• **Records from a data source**
____

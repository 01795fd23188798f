// Copyright 2025 the Loupe Authors
// SPDX-License-Identifier: Apache-2.0 OR MIT

use core::time::Duration;

use kurbo::{Point, Vec2};
use loupe_fling::{Fling, FlingSimulation, NEGLIGIBLE_DISPLACEMENT, exceeds_fling_threshold};
use loupe_timing::{TaskHandle, Ticker};
use loupe_view::{OffsetLimits, TransformUpdate, ViewController, ViewTransform};

use crate::config::InteractionConfig;
use crate::events::{ScaleEnd, ScaleStart, ScaleUpdate, ScrollEvent};
use crate::host::ViewportHost;
use crate::session::GestureSession;

/// Interaction phase of a [`GestureEngine`].
#[derive(Clone, Copy, Debug, PartialEq, Eq)]
pub enum Phase {
    /// No gesture and no momentum.
    Idle,
    /// A scale gesture is in progress.
    GestureActive,
    /// Momentum from the last release is playing.
    Flinging,
}

#[derive(Clone, Copy, Debug)]
struct FlingRun {
    handle: TaskHandle,
    simulation: Fling,
    applied: Vec2,
    defer_bounds: bool,
}

/// Turns gesture, wheel and tap events into transform updates.
///
/// The engine owns the [`ViewController`] for one viewport and is the only
/// thing that mutates it in response to input. Programmatic callers may use
/// [`GestureEngine::controller_mut`] for zoom‑to‑point, reset and so on.
///
/// All work happens on the caller's thread. Momentum and animated zoom are
/// advanced by [`GestureEngine::tick`], which the host calls from its frame
/// or timer callback while [`GestureEngine::needs_tick`] is `true`.
#[derive(Clone, Debug)]
pub struct GestureEngine {
    config: InteractionConfig,
    controller: ViewController,
    session: Option<GestureSession>,
    fling: Option<FlingRun>,
    ticker: Ticker,
    tap_position: Option<Point>,
    zoom_modifier: bool,
}

impl GestureEngine {
    /// Creates an engine with an identity transform.
    ///
    /// `config` is passed through [`InteractionConfig::validated`].
    #[must_use]
    pub fn new(config: InteractionConfig) -> Self {
        let config = config.validated();
        Self {
            controller: ViewController::new().with_scale_limits(config.min_scale, config.max_scale),
            config,
            session: None,
            fling: None,
            ticker: Ticker::default(),
            tap_position: None,
            zoom_modifier: false,
        }
    }

    /// Replaces the fling tick cadence.
    #[must_use]
    pub fn with_ticker(mut self, ticker: Ticker) -> Self {
        self.cancel_fling();
        self.ticker = ticker;
        self
    }

    /// The configuration in use.
    #[must_use]
    pub fn config(&self) -> &InteractionConfig {
        &self.config
    }

    /// The transform owner.
    #[must_use]
    pub fn controller(&self) -> &ViewController {
        &self.controller
    }

    /// Mutable access to the transform owner for programmatic changes.
    pub fn controller_mut(&mut self) -> &mut ViewController {
        &mut self.controller
    }

    /// Current transform.
    #[must_use]
    pub fn transform(&self) -> ViewTransform {
        self.controller.transform()
    }

    /// Current interaction phase.
    #[must_use]
    pub fn phase(&self) -> Phase {
        if self.session.is_some() {
            Phase::GestureActive
        } else if self.fling.is_some() {
            Phase::Flinging
        } else {
            Phase::Idle
        }
    }

    /// The active gesture session, if any.
    #[must_use]
    pub fn session(&self) -> Option<&GestureSession> {
        self.session.as_ref()
    }

    /// Returns `true` while momentum or an animated transition needs frames.
    #[must_use]
    pub fn needs_tick(&self) -> bool {
        self.fling.is_some() || self.controller.is_animating()
    }

    /// When the next fling tick is due, if a fling is running.
    #[must_use]
    pub fn next_deadline(&self) -> Option<Duration> {
        self.ticker.next_deadline()
    }

    /// Sets whether the zoom modifier key (usually Ctrl) is held.
    pub fn set_zoom_modifier(&mut self, held: bool) {
        self.zoom_modifier = held;
    }

    /// Returns `true` while the zoom modifier key is held.
    #[must_use]
    pub fn zoom_modifier(&self) -> bool {
        self.zoom_modifier
    }

    /// Starts a gesture session.
    ///
    /// Any fling or animated transition in flight is cancelled first.
    pub fn on_scale_start(&mut self, host: &impl ViewportHost, event: ScaleStart) {
        self.cancel_fling();
        self.controller.cancel_animation();
        let Some(focal) = host.global_to_local(event.focal_point) else {
            return;
        };
        let t = self.controller.transform();
        self.session = Some(GestureSession::start(focal, t.scale, t.rotation, event.pointer_count));
        log::debug!("gesture started at {focal:?} with {} pointer(s)", event.pointer_count);
    }

    /// Applies a gesture update.
    ///
    /// Scale and rotation are computed against the session baseline and
    /// applied about the current focal point, which stays fixed on screen.
    /// An update that changes neither is treated as a pan by the focal
    /// movement, filtered through the scroll mode.
    pub fn on_scale_update(&mut self, host: &impl ViewportHost, event: ScaleUpdate) {
        let Some(session) = self.session.as_mut() else {
            return;
        };
        let Some(focal) = host.global_to_local(event.focal_point) else {
            return;
        };
        let pan = session.update_focal(focal, event.pointer_count);
        let current = self.controller.transform();

        let scale_changed = self.config.enable_zoom
            && event.scale != 1.0
            && event.scale.is_finite()
            && event.scale > 0.0;
        let new_scale =
            scale_changed.then(|| self.controller.clamp_scale(session.start_scale * event.scale));
        let rotation_active =
            self.config.enable_rotation && event.pointer_count >= 2 && event.rotation.is_finite();
        let new_rotation = rotation_active
            .then_some(session.start_rotation + event.rotation)
            .filter(|rotation| *rotation != current.rotation);

        if new_scale.is_some() || new_rotation.is_some() {
            let next = current.scale_rotate_about(focal, new_scale, new_rotation);
            self.controller.update(TransformUpdate {
                scale: new_scale,
                rotation: new_rotation,
                offset: Some(next.offset),
            });
        } else {
            self.controller.pan(self.config.scroll_mode.mask(pan), false);
        }
        self.constrain(host);
    }

    /// Ends the gesture session, starting a fling if the release qualifies.
    ///
    /// A fling needs fling enabled, a gesture that only ever had one pointer,
    /// and an axis‑masked release speed above the fling threshold. `now` is
    /// the host's monotonic time, used as the fling's start.
    pub fn on_scale_end(&mut self, host: &impl ViewportHost, event: ScaleEnd, now: Duration) {
        let Some(session) = self.session.take() else {
            return;
        };
        let pointers = session.peak_pointer_count().max(event.pointer_count);
        let velocity = self.config.scroll_mode.mask(event.velocity);
        log::debug!("gesture ended with velocity {velocity:?}");

        if self.config.enable_fling && pointers == 1 && exceeds_fling_threshold(velocity) {
            self.start_fling(host, velocity, now);
        } else {
            self.constrain(host);
        }
    }

    /// Applies a wheel event.
    ///
    /// With the zoom modifier held and wheel zoom enabled, scrolling up zooms
    /// in by one step about the pointer and scrolling down zooms out.
    /// Otherwise the content pans by the negated, axis‑masked delta. Neither
    /// path is animated.
    pub fn on_scroll(&mut self, host: &impl ViewportHost, event: ScrollEvent) {
        let Some(position) = host.global_to_local(event.position) else {
            return;
        };
        self.cancel_fling();
        self.controller.cancel_animation();
        if self.zoom_modifier && self.config.enable_ctrl_scroll_to_scale {
            let step = self.config.scroll_zoom_step;
            let delta = if event.delta.y < 0.0 {
                step
            } else if event.delta.y > 0.0 {
                -step
            } else {
                return;
            };
            self.controller.zoom(delta, position, false);
        } else {
            self.controller.pan(self.config.scroll_mode.mask(-event.delta), false);
        }
        self.constrain(host);
    }

    /// Records the position of a tap‑down for a possible double‑tap.
    pub fn on_tap_down(&mut self, global: Point) {
        if self.config.enable_double_tap_zoom {
            self.tap_position = Some(global);
        }
    }

    /// Handles a confirmed double‑tap at the recorded tap‑down position.
    ///
    /// Below the configured factor this zooms in by `factor - 1`; otherwise
    /// it zooms out by `scale - 1`, so repeated double‑taps toggle between
    /// `1.0` and the factor. The zoom is animated.
    pub fn on_double_tap(&mut self, host: &impl ViewportHost) {
        if !self.config.enable_double_tap_zoom {
            return;
        }
        let Some(global) = self.tap_position.take() else {
            return;
        };
        let Some(focal) = host.global_to_local(global) else {
            return;
        };
        let scale = self.controller.scale();
        let target = self.config.double_tap_zoom_factor;
        let delta = if scale < target {
            target - 1.0
        } else {
            -(scale - 1.0)
        };
        self.cancel_fling();
        self.controller.zoom(delta, focal, true);
        self.constrain(host);
    }

    /// Returns to the identity transform, cancelling any fling.
    pub fn reset(&mut self, host: &impl ViewportHost, animate: bool) {
        self.cancel_fling();
        self.controller.reset(animate);
        self.constrain(host);
    }

    /// Advances momentum and animated transitions to `now`.
    ///
    /// Returns [`GestureEngine::needs_tick`] after the update.
    pub fn tick(&mut self, host: &impl ViewportHost, now: Duration) -> bool {
        if let Some(tick) = self.ticker.poll(now) {
            self.step_fling(host, tick.handle, tick.elapsed);
        }

        self.controller.advance_to(now);
        self.needs_tick()
    }

    /// Stops any fling immediately; later ticks of it are ignored.
    pub fn cancel_fling(&mut self) {
        if let Some(run) = self.fling.take() {
            self.ticker.cancel_handle(run.handle);
            log::debug!("fling cancelled");
        }
    }

    fn start_fling(&mut self, host: &impl ViewportHost, velocity: Vec2, now: Duration) {
        self.cancel_fling();
        let t = self.controller.transform();
        let limits = OffsetLimits::resolve(
            self.config.constrain_bounds,
            host.content_size(),
            host.viewport_size(),
            t.scale,
        );
        let model = self.config.fling_model;
        let handle = self.ticker.start(now);
        self.fling = Some(FlingRun {
            handle,
            simulation: Fling::new(&model, velocity, t.offset, &limits),
            applied: Vec2::ZERO,
            defer_bounds: model.defers_bounds() && !limits.is_unbounded(),
        });
        log::debug!("fling started with velocity {velocity:?}");
    }

    fn step_fling(&mut self, host: &impl ViewportHost, handle: TaskHandle, elapsed: Duration) {
        let Some(run) = self.fling.as_mut() else {
            return;
        };
        if run.handle != handle {
            return;
        }
        let t = elapsed.as_secs_f64();
        let target = self.config.scroll_mode.mask(run.simulation.offset_at(t));
        let delta = target - run.applied;
        let done = run.simulation.is_done(t);
        log::trace!("fling tick at {t:.3}s: delta {delta:?}");

        if done && delta.hypot() < NEGLIGIBLE_DISPLACEMENT {
            self.cancel_fling();
            self.constrain(host);
            log::debug!("fling settled after {t:.3}s");
            return;
        }
        run.applied = target;
        let defer_bounds = run.defer_bounds;
        self.controller.pan(delta, false);
        if !defer_bounds {
            self.constrain(host);
        }
    }

    fn constrain(&mut self, host: &impl ViewportHost) {
        if !self.config.constrain_bounds {
            return;
        }
        if let (Some(content), Some(viewport)) = (host.content_size(), host.viewport_size()) {
            self.controller.constrain_to_bounds(content, viewport);
        }
    }
}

____

• **What you need to do**
Wherever the line holding "fixed on screen." falls in the entries above, copy exactly from it through the line holding "let pan = session.update_focal(focal, event.pointer_count);", inclusive, and add nothing.

• **Expected answer**
    /// applied about the current focal point, which stays fixed on screen.
    /// An update that changes neither is treated as a pan by the focal
    /// movement, filtered through the scroll mode.
    pub fn on_scale_update(&mut self, host: &impl ViewportHost, event: ScaleUpdate) {
        let Some(session) = self.session.as_mut() else {
            return;
        };
        let Some(focal) = host.global_to_local(event.focal_point) else {
            return;
        };
        let pan = session.update_focal(focal, event.pointer_count);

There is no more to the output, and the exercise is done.